И другой его сын, приехавший из Ленинграда, юноша, рожденный в блокаде. Стоял, очень похожий на отца, несколько отчужденный — так мне показалось, — с сухими глазами. Я взглянул на него и вдруг заметил, как он напряженно, стараясь не пропустить ни слова, вслушивается в то, что говорили о его мертвом отце люди, которых он не знал, но которые знали о его отце неизмеримо больше, существенней, чем он. Белел кронштадтский лед, мела казахстанская степная поземка, листалась книга отцовской жизни — и сын должен был знать каждую ее страницу. Судьба жестоко расправилась с его отцом по многим статьям, и все-таки отец прожил эту жизнь, прожил, а не просуществовал — и сын должен был это знать. И если бы отец мог встать из гроба и спросили бы его: сменял бы он свою жизнь, не изобиловавшую утехами и радостями, на жизнь тихую, размеренную, далекую от бурь, в которых трещали и ломались не только корабельные надстройки? — он сказал бы наверняка: я за свежий ветер, за открытое море!
И сын должен был об этом знать.
В праздничный вечер встретил нежданно, навестив блокадных друзей, живущих нынче в Москве, Грищенко Петра Денисовича, подводника. Он привез в столицу своих курсантов, будущих подводников, на военный парад. И тоже забежал к старым приятелям: узы блокадного братства не разъедает ни разлука, ни время.
Время пощадило его — или он сумел с ним обойтись запросто, — он был так же красив смуглой казачьей красотой, такой же суховатый, обдутый всеми балтийскими ветрами, собранный до щеголеватости, каким запомнился пасмурным кронштадтским утром сорок второго.
Вспомнили в праздничный канун и Кронштадт, и «Л‑3», и, конечно, Зонина, стоявшего тогда рядом с ним на мостике.

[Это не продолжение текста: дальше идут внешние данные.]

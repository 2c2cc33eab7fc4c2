//! Chrome browser profiles.
//!
//! Values captured from Chrome 120 on macOS.

use crate::base::profileerror::ProfileError;
use crate::emulation::registry::ProfileRegistry;
use crate::emulation::{Browser, ImpersonationProfile, ProfileFactory};
use crate::http::boundary::BoundaryGenerator;
use crate::http::h2fingerprint::{PriorityParam, PseudoOrder};
use crate::http::h2settings::H2Settings;
use crate::tls::TlsFingerprintId;

/// Connection-level WINDOW_UPDATE Chromium sends after SETTINGS (15 MB minus the 64 KB default).
pub(crate) const CHROMIUM_WINDOW_INCREMENT: u32 = 15_663_105;

/// Header order Chromium uses for a top-level navigation.
pub(crate) const CHROMIUM_HEADER_ORDER: [&str; 17] = [
    "host",
    "pragma",
    "cache-control",
    "sec-ch-ua",
    "sec-ch-ua-mobile",
    "sec-ch-ua-platform",
    "upgrade-insecure-requests",
    "user-agent",
    "accept",
    "sec-fetch-site",
    "sec-fetch-mode",
    "sec-fetch-user",
    "sec-fetch-dest",
    "referer",
    "accept-encoding",
    "accept-language",
    "cookie",
];

pub(crate) const CHROMIUM_ACCEPT: &str = "text/html,application/xhtml+xml,application/xml;q=0.9,image/avif,image/webp,image/apng,*/*;q=0.8,application/signed-exchange;v=b3;q=0.7";

/// Chrome browser versions for emulation.
#[derive(Debug, Clone, Copy, PartialEq, Eq, Hash, Default)]
#[non_exhaustive]
pub enum Chrome {
    /// Chrome 120
    #[default]
    V120,
}

impl Chrome {
    /// Registry key of this version.
    pub fn name(self) -> &'static str {
        match self {
            Chrome::V120 => "chrome_120",
        }
    }
}

impl ProfileFactory for Chrome {
    fn profile(self) -> Result<ImpersonationProfile, ProfileError> {
        ProfileRegistry::builtin()?.get(self.name()).cloned()
    }
}

/// Build the Chrome 120 profile.
pub(crate) fn chrome_v120() -> Result<ImpersonationProfile, ProfileError> {
    ImpersonationProfile::builder(Chrome::V120.name())
        .identity(Browser::Chrome, 120)
        .tls_fingerprint(TlsFingerprintId::Chrome120)
        .http2_settings(H2Settings::chrome())
        .window_increment(CHROMIUM_WINDOW_INCREMENT)
        .pseudo_header_order(PseudoOrder::CHROME)
        .header_order(CHROMIUM_HEADER_ORDER)
        .default_headers([
            ("pragma", "no-cache"),
            ("cache-control", "no-cache"),
            (
                "sec-ch-ua",
                r#""Not_A Brand";v="8", "Chromium";v="120", "Google Chrome";v="120""#,
            ),
            ("sec-ch-ua-mobile", "?0"),
            ("sec-ch-ua-platform", r#""macOS""#),
            ("upgrade-insecure-requests", "1"),
            (
                "user-agent",
                "Mozilla/5.0 (Macintosh; Intel Mac OS X 10_15_7) AppleWebKit/537.36 (KHTML, like Gecko) Chrome/120.0.0.0 Safari/537.36",
            ),
            ("accept", CHROMIUM_ACCEPT),
            ("sec-fetch-site", "none"),
            ("sec-fetch-mode", "navigate"),
            ("sec-fetch-user", "?1"),
            ("sec-fetch-dest", "document"),
        ])
        .header_priority(PriorityParam::chrome())
        .boundary(BoundaryGenerator::webkit())
        .build()
}

#[cfg(test)]
mod tests {
    use super::*;
    use crate::http::h2settings::SettingId;

    #[test]
    fn test_chrome_v120_values() {
        let profile = chrome_v120().unwrap();
        assert_eq!(profile.name(), "chrome_120");
        assert_eq!(profile.window_increment(), 15663105);
        assert_eq!(profile.header_priority(), PriorityParam::new(0, true, 255));
        assert_eq!(
            profile.http2_settings().get(SettingId::MaxHeaderListSize),
            Some(262144)
        );
        assert_eq!(profile.header_order().len(), 17);
        assert_eq!(profile.default_headers()["sec-ch-ua-platform"], "\"macOS\"");
    }

    #[test]
    fn test_chrome_enum_resolves_registry_profile() {
        let profile = Chrome::V120.profile().unwrap();
        assert_eq!(profile, chrome_v120().unwrap());
    }
}
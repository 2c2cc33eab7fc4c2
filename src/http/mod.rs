//! HTTP wire-shape primitives consumed by the request-encoding path.
//!
//! - [`h2settings`]: ordered SETTINGS parameters
//! - [`h2fingerprint`]: pseudo-header order, stream priority, preface frames
//! - [`orderedheaders`]: header ordering policy
//! - [`boundary`] / [`multipart`]: browser-format multipart bodies

pub mod boundary;
pub mod h2fingerprint;
pub mod h2settings;
pub mod multipart;
pub mod orderedheaders;

// Re-exports for convenience
pub use boundary::{BoundaryGenerator, BoundaryStyle};
pub use h2fingerprint::{H2Preface, PriorityParam, PseudoId, PseudoOrder};
pub use h2settings::{H2Settings, Setting, SettingId};
pub use orderedheaders::{order_headers, HeaderField, HeaderOrder, OrderedHeaderMap};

Грищенко сказал мне то, чего я не знал: прошло несколько месяцев после похорон, и урну с прахом Зонина бросили в море. Это была предсмертная воля — быть похороненным там, где он ходил походами. Один из участников похода прислал Грищенко письмо, в котором точным морским языком рассказал об этой печальной процедуре:
«Баренцево море, 31 мая 1962 года, четверг, 20.23. Легли в дрейф. Приспущен военно-морской флаг. Свободная от вахты команда построена на юте по сигналу «большой сбор». С кратким памятным словом выступил командир корабля.
21.30. Урна с прахом писателя-моряка Александра Ильича Зонина предана морю в 60° северной широты и 34°30'5'' восточной долготы.
Ветер северо-восточный, 4 балла, море — 3 балла, видимость — 5 миль, дождь».
Довженко писал в своих дневниках, опубликованных после его смерти: «Боец хоть и с недостатками, все же боец, а безупречная муха — все же муха».
Зонин был из таких: с недостатками, но боец, а не муха.
ЧЕЛОВЕКУ НУЖНО, ЧТОБЫ У НЕГО ЗВОНИЛ ТЕЛЕФОН...
«Человеку нужно прежде всего, чтобы у него звонил телефон. Человеку нужно, чтобы он был нужен».
Случайно тронув рычажок транзистора, слышу низкие знакомые интонации, нарочито медленный голос, будто бы и чужой, но и донельзя, до острой боли знакомый.
«Если он не нужен, это катастрофа для него самого».
«Только для себя и на себя — это, так сказать, я сам вынудил себя к пребыванию в одиночном заключении...»
Узнаю голос друга, измененный болезнью.
«Нет ничего тоскливее, ужаснее и бессмысленнее, чем одиночество, вызванное своим собственным взглядом на жизнь, на отдачу этой жизни».
Слова выговариваются старательно, раздельно. Как бы расставляются знаки препинания, важное как бы подчеркивается курсивом.
И оттого еще явственней — у микрофона надломленный недугом человек.
«Когда человек до самого последнего дня своей жизни нужен другим людям... вот это и есть жизнь, вот это и есть для человека и есть для себя».
Это радиоречь, посвященная его трилогии «Дело, которому ты служишь», «Дорогой мой человек» и «Я отвечаю за все».
Говорит о персонажах романа и о героях жизни, ставших этими персонажами.
Но в подтексте — и о себе.
Эта речь — последнее его выступление, последнее слово людям.